DATA TO EXAMINE:
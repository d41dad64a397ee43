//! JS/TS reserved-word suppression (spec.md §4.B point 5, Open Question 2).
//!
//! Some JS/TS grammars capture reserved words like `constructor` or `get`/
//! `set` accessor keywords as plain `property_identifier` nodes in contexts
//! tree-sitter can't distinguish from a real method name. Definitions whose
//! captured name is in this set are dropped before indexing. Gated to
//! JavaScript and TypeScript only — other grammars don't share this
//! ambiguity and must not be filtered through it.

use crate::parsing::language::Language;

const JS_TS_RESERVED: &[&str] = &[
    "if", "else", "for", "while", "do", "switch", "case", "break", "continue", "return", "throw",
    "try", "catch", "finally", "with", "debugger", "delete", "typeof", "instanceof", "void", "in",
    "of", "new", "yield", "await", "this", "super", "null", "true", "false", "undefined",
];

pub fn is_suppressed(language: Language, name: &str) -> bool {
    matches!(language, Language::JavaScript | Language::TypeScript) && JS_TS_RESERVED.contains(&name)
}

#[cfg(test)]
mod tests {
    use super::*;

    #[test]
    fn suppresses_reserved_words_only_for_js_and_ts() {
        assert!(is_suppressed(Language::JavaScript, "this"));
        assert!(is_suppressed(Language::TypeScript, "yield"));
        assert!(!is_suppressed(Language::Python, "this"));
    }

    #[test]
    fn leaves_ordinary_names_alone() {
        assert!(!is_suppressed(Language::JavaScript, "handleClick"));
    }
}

WHAT THE TASK ASKS:
Your answer should be the lines of the records that hold the string "super".

COMPLETED TASK:
    "of", "new", "yield", "await", "this", "super", "null", "true", "false", "undefined",
    use super::*;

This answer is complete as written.